*EXERCISE INSTRUCTIONS:*
Among the entries below, count the lines containing the string "Asterisk". Only the count is needed.

(Saved data entries)
-----

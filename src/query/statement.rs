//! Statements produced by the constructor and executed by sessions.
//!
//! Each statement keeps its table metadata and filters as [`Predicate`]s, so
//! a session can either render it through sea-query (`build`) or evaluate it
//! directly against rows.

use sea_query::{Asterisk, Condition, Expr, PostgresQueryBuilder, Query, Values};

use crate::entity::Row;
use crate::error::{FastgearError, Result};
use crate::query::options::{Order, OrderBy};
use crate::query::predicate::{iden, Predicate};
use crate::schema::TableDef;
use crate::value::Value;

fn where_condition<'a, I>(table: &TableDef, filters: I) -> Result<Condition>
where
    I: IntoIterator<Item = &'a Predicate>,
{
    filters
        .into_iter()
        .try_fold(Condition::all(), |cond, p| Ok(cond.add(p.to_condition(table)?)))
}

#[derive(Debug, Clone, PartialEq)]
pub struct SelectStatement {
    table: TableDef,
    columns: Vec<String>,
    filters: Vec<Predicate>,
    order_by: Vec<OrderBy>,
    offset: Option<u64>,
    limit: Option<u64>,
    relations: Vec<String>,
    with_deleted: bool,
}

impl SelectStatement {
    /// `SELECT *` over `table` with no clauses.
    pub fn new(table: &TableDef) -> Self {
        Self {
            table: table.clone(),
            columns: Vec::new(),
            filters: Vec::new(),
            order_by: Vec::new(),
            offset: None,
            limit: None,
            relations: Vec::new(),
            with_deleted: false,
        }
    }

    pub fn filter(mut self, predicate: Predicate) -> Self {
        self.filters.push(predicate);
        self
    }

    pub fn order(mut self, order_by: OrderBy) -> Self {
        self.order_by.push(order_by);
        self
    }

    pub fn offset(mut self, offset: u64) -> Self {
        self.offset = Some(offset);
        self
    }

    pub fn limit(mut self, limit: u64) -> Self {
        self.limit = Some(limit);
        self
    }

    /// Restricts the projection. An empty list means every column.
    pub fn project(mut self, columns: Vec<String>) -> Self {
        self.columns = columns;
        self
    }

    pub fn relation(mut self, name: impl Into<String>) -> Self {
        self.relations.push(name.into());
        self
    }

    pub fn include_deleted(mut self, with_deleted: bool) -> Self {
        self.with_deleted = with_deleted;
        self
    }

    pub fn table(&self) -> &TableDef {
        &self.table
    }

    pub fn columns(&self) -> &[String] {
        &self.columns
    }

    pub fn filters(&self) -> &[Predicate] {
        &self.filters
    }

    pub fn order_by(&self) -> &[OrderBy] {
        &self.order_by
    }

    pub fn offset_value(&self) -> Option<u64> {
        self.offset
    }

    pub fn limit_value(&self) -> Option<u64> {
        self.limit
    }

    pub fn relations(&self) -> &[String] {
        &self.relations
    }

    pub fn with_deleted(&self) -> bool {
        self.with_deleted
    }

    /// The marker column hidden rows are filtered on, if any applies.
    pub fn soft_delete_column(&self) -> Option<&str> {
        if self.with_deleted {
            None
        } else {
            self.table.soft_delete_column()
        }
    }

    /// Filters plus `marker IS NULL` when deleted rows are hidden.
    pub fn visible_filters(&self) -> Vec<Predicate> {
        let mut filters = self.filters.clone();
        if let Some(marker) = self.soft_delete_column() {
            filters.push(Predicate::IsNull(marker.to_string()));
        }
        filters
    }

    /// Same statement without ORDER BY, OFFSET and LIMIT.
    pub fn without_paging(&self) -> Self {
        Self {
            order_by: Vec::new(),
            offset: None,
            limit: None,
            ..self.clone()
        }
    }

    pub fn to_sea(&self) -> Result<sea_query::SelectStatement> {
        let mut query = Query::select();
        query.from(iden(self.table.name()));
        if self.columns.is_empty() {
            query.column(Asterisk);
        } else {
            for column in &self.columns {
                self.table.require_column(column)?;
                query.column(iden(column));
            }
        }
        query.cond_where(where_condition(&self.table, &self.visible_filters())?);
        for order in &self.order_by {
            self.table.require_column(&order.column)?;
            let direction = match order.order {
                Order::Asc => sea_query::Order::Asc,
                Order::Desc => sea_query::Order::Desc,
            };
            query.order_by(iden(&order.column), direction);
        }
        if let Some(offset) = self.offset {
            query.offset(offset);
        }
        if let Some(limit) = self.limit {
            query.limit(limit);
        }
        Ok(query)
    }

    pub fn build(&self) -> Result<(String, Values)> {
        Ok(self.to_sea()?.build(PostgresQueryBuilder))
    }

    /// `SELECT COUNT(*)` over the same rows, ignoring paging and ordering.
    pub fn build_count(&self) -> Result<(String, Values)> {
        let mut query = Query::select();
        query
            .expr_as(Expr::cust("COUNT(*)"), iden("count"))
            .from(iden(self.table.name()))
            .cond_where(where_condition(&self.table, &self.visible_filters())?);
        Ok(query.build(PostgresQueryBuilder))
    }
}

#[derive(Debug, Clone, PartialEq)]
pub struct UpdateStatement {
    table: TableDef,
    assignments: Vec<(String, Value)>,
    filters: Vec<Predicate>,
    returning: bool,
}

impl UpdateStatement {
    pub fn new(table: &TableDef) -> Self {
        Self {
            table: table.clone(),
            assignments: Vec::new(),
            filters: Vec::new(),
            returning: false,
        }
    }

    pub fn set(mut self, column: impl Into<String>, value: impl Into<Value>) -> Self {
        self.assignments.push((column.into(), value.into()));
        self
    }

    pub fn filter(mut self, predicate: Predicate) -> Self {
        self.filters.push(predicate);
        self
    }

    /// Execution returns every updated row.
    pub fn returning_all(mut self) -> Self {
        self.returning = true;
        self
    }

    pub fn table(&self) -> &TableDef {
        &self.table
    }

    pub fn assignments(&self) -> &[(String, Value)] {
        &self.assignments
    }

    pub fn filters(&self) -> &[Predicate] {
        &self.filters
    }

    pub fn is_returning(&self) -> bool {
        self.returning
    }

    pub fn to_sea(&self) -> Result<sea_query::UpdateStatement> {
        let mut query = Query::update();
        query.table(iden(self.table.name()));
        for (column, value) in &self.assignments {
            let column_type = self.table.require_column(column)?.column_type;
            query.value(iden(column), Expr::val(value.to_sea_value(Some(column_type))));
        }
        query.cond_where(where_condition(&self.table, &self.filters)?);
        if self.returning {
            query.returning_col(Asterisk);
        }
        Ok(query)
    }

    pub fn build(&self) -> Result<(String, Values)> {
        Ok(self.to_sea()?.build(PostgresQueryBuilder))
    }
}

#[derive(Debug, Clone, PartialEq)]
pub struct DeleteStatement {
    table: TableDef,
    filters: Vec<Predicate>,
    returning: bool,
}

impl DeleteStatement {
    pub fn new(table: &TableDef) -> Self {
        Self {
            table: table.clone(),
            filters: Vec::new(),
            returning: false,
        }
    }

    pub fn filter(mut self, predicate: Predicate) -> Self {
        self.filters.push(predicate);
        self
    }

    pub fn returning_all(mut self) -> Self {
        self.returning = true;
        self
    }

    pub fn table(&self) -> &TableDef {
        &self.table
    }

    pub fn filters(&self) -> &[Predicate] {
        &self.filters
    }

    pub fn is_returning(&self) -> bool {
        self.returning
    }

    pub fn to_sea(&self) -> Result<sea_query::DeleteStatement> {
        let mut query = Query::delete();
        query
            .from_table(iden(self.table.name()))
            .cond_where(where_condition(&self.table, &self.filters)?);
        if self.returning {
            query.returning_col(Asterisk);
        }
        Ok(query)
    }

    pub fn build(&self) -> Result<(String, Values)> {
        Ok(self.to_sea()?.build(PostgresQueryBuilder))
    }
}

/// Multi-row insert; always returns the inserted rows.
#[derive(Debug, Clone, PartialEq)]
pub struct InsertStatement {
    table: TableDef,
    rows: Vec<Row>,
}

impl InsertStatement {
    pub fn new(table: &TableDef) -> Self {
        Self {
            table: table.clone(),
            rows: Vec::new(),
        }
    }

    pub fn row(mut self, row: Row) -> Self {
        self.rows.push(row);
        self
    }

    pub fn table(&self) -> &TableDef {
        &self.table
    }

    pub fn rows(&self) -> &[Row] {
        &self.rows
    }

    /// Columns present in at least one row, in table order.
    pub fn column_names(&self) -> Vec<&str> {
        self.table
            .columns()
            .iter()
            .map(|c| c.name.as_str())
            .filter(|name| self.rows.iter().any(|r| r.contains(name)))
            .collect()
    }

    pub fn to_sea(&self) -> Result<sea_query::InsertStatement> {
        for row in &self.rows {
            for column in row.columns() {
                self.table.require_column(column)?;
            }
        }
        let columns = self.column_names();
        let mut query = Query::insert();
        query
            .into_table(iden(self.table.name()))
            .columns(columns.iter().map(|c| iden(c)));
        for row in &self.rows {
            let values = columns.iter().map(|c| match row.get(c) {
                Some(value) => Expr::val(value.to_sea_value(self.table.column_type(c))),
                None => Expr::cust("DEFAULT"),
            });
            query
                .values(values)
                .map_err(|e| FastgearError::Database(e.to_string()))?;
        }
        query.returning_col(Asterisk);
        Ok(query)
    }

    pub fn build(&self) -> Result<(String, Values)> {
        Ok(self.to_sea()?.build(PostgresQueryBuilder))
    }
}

-----

*ANSWER:*
5